Source material: Begin

//! Ranking dialects for the two supported storage engines.
//!
//! The query planner and the schema installer are written entirely against
//! [`RankingDialect`]; the concrete dialect is picked once at startup from the
//! database URL scheme.

use crate::search::error::SearchError;

/// SQL generation strategy for one storage engine's full-text machinery.
pub trait RankingDialect: Send + Sync {
    /// Engine name for logs.
    fn name(&self) -> &'static str;

    /// Placeholder for the `n`-th bind parameter (1-based).
    fn placeholder(&self, n: usize) -> String;

    /// Predicate matching `column` against the keyword bound at `ph`.
    fn match_predicate(&self, column: &str, ph: &str) -> String;

    /// Rank contribution of `column` for the keyword bound at `ph`.
    fn score_term(&self, column: &str, ph: &str) -> String;

    /// Insert-or-update statement keyed on `submission_id`.
    ///
    /// `update_columns` is the subset of `insert_columns` rewritten when the
    /// row already exists; `created_at` is deliberately not among them.
    fn upsert_sql(&self, table: &str, insert_columns: &[&str], update_columns: &[&str]) -> String;

    /// Full-text index DDL for one field.
    fn fulltext_index_sql(&self, table: &str, column: &str) -> String;

    /// Auto-increment surrogate primary key column definition.
    fn primary_key_column(&self) -> &'static str;

    /// Column type for the extracted galley text.
    fn long_text_type(&self) -> &'static str;

    /// Existence probe for a table in the current schema; takes the table
    /// name as its single bind parameter and returns a count.
    fn has_table_sql(&self) -> String;
}

/// PostgreSQL-class ranking: `tsvector` documents built with the `simple`
/// configuration, matched with `plainto_tsquery` and scored with `ts_rank`.
pub struct TsVectorDialect;

impl RankingDialect for TsVectorDialect {
    fn name(&self) -> &'static str {
        "postgresql"
    }

    fn placeholder(&self, n: usize) -> String {
        format!("${n}")
    }

    fn match_predicate(&self, column: &str, ph: &str) -> String {
        format!("to_tsvector('simple', coalesce({column}, '')) @@ plainto_tsquery('simple', {ph})")
    }

    fn score_term(&self, column: &str, ph: &str) -> String {
        format!(
            "ts_rank(to_tsvector('simple', coalesce({column}, '')), plainto_tsquery('simple', {ph}))"
        )
    }

    fn upsert_sql(&self, table: &str, insert_columns: &[&str], update_columns: &[&str]) -> String {
        let placeholders: Vec<String> = (1..=insert_columns.len())
            .map(|n| self.placeholder(n))
            .collect();
        let updates: Vec<String> = update_columns
            .iter()
            .map(|column| format!("{column} = EXCLUDED.{column}"))
            .collect();
        format!(
            "INSERT INTO {table} ({}) VALUES ({}) ON CONFLICT (submission_id) DO UPDATE SET {}",
            insert_columns.join(", "),
            placeholders.join(", "),
            updates.join(", ")
        )
    }

    fn fulltext_index_sql(&self, table: &str, column: &str) -> String {
        format!(
            "CREATE INDEX {table}_{column} ON {table} USING GIN (to_tsvector('simple', coalesce({column}, '')))"
        )
    }

    fn primary_key_column(&self) -> &'static str {
        "BIGSERIAL PRIMARY KEY"
    }

    fn long_text_type(&self) -> &'static str {
        "TEXT"
    }

    fn has_table_sql(&self) -> String {
        "SELECT COUNT(*) FROM information_schema.tables \
         WHERE table_schema = current_schema() AND table_name = $1"
            .to_string()
    }
}

/// MySQL-class ranking: the engine's natural-language relevance match serves
/// as both predicate and score.
pub struct NaturalLanguageDialect;

impl RankingDialect for NaturalLanguageDialect {
    fn name(&self) -> &'static str {
        "mysql"
    }

    fn placeholder(&self, _n: usize) -> String {
        "?".to_string()
    }

    fn match_predicate(&self, column: &str, ph: &str) -> String {
        format!("MATCH({column}) AGAINST ({ph} IN NATURAL LANGUAGE MODE)")
    }

    fn score_term(&self, column: &str, ph: &str) -> String {
        self.match_predicate(column, ph)
    }

    fn upsert_sql(&self, table: &str, insert_columns: &[&str], update_columns: &[&str]) -> String {
        let placeholders: Vec<String> = insert_columns.iter().map(|_| "?".to_string()).collect();
        let updates: Vec<String> = update_columns
            .iter()
            .map(|column| format!("{column} = VALUES({column})"))
            .collect();
        format!(
            "INSERT INTO {table} ({}) VALUES ({}) ON DUPLICATE KEY UPDATE {}",
            insert_columns.join(", "),
            placeholders.join(", "),
            updates.join(", ")
        )
    }

    fn fulltext_index_sql(&self, table: &str, column: &str) -> String {
        format!("ALTER TABLE {table} ADD FULLTEXT {table}_{column} ({column})")
    }

    fn primary_key_column(&self) -> &'static str {
        "BIGINT NOT NULL AUTO_INCREMENT PRIMARY KEY"
    }

    fn long_text_type(&self) -> &'static str {
        "LONGTEXT"
    }

    fn has_table_sql(&self) -> String {
        "SELECT COUNT(*) FROM information_schema.tables \
         WHERE table_schema = DATABASE() AND table_name = ?"
            .to_string()
    }
}

static POSTGRES: TsVectorDialect = TsVectorDialect;
static MYSQL: NaturalLanguageDialect = NaturalLanguageDialect;

/// Select the ranking dialect for the given database URL.
pub fn detect_dialect(database_url: &str) -> Result<&'static dyn RankingDialect, SearchError> {
    let scheme = database_url.split(':').next().unwrap_or("").to_ascii_lowercase();
    match scheme.as_str() {
        "postgres" | "postgresql" => Ok(&POSTGRES),
        "mysql" | "mariadb" => Ok(&MYSQL),
        _ => Err(SearchError::UnsupportedEngine(scheme)),
    }
}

Source material: End

What is needed: The answer consists of the lines above that include the word "TsVectorDialect", each copied exactly.

The completed task:
pub struct TsVectorDialect;
impl RankingDialect for TsVectorDialect {
static POSTGRES: TsVectorDialect = TsVectorDialect;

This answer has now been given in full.